Massive barcode-free chemical screenings enable the discovery of bioactive macrocycles with passive membrane permeability.

Synthetic macrocycles offer exceptional potential as therapeutics. However, most high-throughput discovery platforms rely on genetically encoded libraries of large peptide macrocycles, which typically are not optimized for drug like properties. Fully synthetic libraries offer greater flexibility in accessing broader chemical space. Leveraging recent advances in mass spectrometry based library techniques, here we report CycloSEL (Cyclic Self-Encoded Libraries), an end-to-end workflow, that screens synthetic macrocycle libraries enriched in drug-like 'beyond rule of five' features.

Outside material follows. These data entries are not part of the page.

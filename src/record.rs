use std::borrow::Cow;
use std::fmt;
use std::hash::Hash;

use serde::de::DeserializeOwned;
use serde::{Deserialize, Serialize};
use time::{Date, OffsetDateTime};
use uuid::Uuid;

use crate::errors::DeskError;

/// The identifier of a record. Opaque; unique within one collection.
#[derive(Clone, Debug, PartialEq, Eq, Hash, PartialOrd, Ord, Deserialize, Serialize)]
#[serde(transparent)]
pub struct RecordId(String);

impl RecordId {
    /// Draws a new random ID. Callers that need uniqueness within a
    /// collection still have to check for collisions.
    pub fn generate() -> Self {
        RecordId(Uuid::new_v4().to_string())
    }

    pub fn as_str(&self) -> &str {
        &self.0
    }
}

impl From<&str> for RecordId {
    fn from(id: &str) -> Self {
        RecordId(id.to_owned())
    }
}

impl From<String> for RecordId {
    fn from(id: String) -> Self {
        RecordId(id)
    }
}

impl fmt::Display for RecordId {
    fn fmt(&self, f: &mut fmt::Formatter<'_>) -> fmt::Result {
        f.write_str(&self.0)
    }
}

/// The lifecycle label of a record. Every kind declares its own closed
/// set with `statuses!`; any member may replace any other.
pub trait Status:
    Copy + Eq + Hash + fmt::Debug + fmt::Display + Serialize + DeserializeOwned + Send + Sync + 'static
{
    /// Every status, in declaration order.
    const ALL: &'static [Self];
}

/// The dates a record is filtered on.
#[derive(Clone, Copy, Debug, PartialEq, Eq)]
pub enum Span {
    /// A single date, such as the day a complaint was filed.
    On(Date),

    /// A start and an end, such as a campaign’s run.
    Between(Date, Date),
}

/// The fields of one kind of record, along with what the collection
/// needs to know about them.
pub trait Kind:
    Clone + fmt::Debug + PartialEq + Serialize + DeserializeOwned + Send + Sync + 'static
{
    type Status: Status;

    /// The name of the collection, also used as its URL path segment.
    const COLLECTION: &'static str;

    /// The status assigned to newly created records.
    const INITIAL_STATUS: Self::Status;

    /// The fields inspected by text queries.
    fn searchable(&self) -> Vec<Cow<'_, str>>;

    /// The dates inspected by date range queries.
    fn span(&self, created_at: OffsetDateTime) -> Span;

    /// Checks that every required field is present. The collection
    /// never calls this; it’s for whoever collects the input.
    fn validate(&self) -> Result<(), DeskError> {
        Ok(())
    }
}

/// Fails with [`DeskError::MissingField`] if `value` is blank.
pub fn require(name: &'static str, value: &str) -> Result<(), DeskError> {
    if value.trim().is_empty() {
        Err(DeskError::MissingField(name))
    } else {
        Ok(())
    }
}

/// A single record in a collection.
#[derive(Clone, Debug, PartialEq, Serialize)]
pub struct Record<K: Kind> {
    /// The ID of the record.
    pub(crate) id: RecordId,

    /// The current status.
    pub(crate) status: K::Status,

    /// The date and time it was created.
    #[serde(with = "time::serde::timestamp")]
    pub(crate) created_at: OffsetDateTime,

    /// The kind-specific fields.
    #[serde(flatten)]
    pub(crate) fields: K,
}

impl<K: Kind> Record<K> {
    pub fn new(id: RecordId, status: K::Status, created_at: OffsetDateTime, fields: K) -> Self {
        Record {
            id,
            status,
            created_at,
            fields,
        }
    }

    pub fn id(&self) -> &RecordId {
        &self.id
    }

    pub fn status(&self) -> K::Status {
        self.status
    }

    pub fn created_at(&self) -> OffsetDateTime {
        self.created_at
    }

    pub fn fields(&self) -> &K {
        &self.fields
    }

    pub fn span(&self) -> Span {
        self.fields.span(self.created_at)
    }
}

The workflow relies on affinity selections and hit identification by tandem mass spectrometry, eliminating the need for genetic barcodes. We construct a 16 million-member library and validate the approach against the oncology target carbonic anhydrase IX, achieving robust enrichment and accurate identification of true binders. Applying CycloSEL to the acute myeloid leukemia target WD repeat-containing protein 5 (WDR5) yields a macrocycle with subnamolar affinity, and potent inhibition of the WDR5-Mixed-Lineage Leukemia 1 (MLL1) interaction. Subsequent modifications produce a chameleonic macrocycle with passive membrane permeability, serum stability, and anti-proliferative activity in leukemia cells. Together, these results demonstrate that CycloSEL enables discovery of drug-like macrocycles from fully synthetic libraries for intracellular targets.